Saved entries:
● ● ●
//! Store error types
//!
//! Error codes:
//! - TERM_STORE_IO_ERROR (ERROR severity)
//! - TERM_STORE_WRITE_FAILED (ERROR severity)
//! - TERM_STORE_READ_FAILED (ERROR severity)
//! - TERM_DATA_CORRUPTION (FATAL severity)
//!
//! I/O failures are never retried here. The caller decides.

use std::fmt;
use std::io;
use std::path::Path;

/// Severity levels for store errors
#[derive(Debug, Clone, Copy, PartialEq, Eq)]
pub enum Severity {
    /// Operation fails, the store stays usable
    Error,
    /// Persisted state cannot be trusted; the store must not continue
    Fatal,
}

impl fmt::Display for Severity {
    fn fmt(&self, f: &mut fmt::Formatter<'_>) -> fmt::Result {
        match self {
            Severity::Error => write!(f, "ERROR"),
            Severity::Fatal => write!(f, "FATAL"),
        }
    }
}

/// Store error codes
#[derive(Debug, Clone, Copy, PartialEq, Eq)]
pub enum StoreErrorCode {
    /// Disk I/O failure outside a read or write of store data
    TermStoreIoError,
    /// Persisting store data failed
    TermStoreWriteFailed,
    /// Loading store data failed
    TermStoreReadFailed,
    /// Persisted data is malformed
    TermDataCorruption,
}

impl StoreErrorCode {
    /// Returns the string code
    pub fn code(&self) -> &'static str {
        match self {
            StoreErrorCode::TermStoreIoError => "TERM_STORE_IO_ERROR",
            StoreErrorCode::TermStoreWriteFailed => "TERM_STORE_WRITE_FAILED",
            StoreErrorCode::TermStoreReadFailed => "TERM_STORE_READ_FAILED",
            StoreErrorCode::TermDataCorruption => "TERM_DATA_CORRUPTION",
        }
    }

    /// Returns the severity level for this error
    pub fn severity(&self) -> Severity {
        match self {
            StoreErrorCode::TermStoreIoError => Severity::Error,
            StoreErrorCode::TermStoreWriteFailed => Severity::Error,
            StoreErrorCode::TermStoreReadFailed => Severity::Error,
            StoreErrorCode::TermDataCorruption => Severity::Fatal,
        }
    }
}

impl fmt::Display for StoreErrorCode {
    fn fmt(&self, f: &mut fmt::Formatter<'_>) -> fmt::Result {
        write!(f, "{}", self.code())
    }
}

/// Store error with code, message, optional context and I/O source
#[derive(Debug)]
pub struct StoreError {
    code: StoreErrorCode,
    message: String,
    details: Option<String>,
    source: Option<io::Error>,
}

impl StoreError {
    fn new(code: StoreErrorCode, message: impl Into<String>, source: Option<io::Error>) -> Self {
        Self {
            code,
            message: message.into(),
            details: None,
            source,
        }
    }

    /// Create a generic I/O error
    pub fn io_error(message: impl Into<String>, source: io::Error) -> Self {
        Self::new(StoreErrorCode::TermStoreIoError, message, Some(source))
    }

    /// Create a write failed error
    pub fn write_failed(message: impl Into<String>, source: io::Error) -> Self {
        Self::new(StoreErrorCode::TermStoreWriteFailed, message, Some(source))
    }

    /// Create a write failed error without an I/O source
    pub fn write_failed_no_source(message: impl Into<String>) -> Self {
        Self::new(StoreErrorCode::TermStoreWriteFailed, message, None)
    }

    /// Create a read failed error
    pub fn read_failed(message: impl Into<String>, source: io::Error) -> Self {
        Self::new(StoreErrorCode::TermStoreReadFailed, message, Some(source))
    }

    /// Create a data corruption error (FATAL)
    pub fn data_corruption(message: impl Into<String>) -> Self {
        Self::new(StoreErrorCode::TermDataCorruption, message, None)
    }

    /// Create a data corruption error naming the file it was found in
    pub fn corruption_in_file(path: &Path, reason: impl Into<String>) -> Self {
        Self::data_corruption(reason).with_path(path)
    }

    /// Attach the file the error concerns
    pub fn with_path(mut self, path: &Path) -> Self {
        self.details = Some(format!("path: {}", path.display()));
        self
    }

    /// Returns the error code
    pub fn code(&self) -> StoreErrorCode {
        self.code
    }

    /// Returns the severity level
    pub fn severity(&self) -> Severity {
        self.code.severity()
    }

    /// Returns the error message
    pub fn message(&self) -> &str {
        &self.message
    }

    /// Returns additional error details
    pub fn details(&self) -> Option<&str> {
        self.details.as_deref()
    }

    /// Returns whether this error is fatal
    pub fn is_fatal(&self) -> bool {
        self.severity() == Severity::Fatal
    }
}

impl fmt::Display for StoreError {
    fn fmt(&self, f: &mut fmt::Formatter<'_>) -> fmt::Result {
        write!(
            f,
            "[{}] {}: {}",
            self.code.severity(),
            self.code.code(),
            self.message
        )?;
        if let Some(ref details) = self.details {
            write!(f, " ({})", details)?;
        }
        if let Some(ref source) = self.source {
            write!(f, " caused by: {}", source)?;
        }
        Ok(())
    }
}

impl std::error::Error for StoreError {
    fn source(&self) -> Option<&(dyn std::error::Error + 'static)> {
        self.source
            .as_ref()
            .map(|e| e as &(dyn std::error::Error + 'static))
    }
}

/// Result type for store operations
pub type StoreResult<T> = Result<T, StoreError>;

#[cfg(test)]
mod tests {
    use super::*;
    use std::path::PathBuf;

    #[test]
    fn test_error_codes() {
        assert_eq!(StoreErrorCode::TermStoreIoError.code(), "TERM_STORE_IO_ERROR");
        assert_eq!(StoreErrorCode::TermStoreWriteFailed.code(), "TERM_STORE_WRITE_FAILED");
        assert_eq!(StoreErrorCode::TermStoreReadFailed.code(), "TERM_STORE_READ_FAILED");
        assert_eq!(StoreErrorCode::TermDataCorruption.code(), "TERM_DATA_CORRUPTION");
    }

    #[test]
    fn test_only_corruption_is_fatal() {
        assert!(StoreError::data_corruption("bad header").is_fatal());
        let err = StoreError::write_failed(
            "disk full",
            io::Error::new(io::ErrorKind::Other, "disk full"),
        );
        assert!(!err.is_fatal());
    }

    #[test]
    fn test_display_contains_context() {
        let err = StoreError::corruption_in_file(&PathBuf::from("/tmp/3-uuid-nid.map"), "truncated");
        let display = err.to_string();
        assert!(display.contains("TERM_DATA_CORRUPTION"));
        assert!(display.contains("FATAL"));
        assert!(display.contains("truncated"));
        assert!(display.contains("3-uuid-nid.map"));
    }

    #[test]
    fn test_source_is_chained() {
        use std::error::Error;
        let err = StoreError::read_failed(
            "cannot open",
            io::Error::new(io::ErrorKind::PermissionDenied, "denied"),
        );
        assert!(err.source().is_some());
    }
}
● ● ●
## Task instructions
Give the number of lines above that contain "Returns", and nothing more.

## Response below
7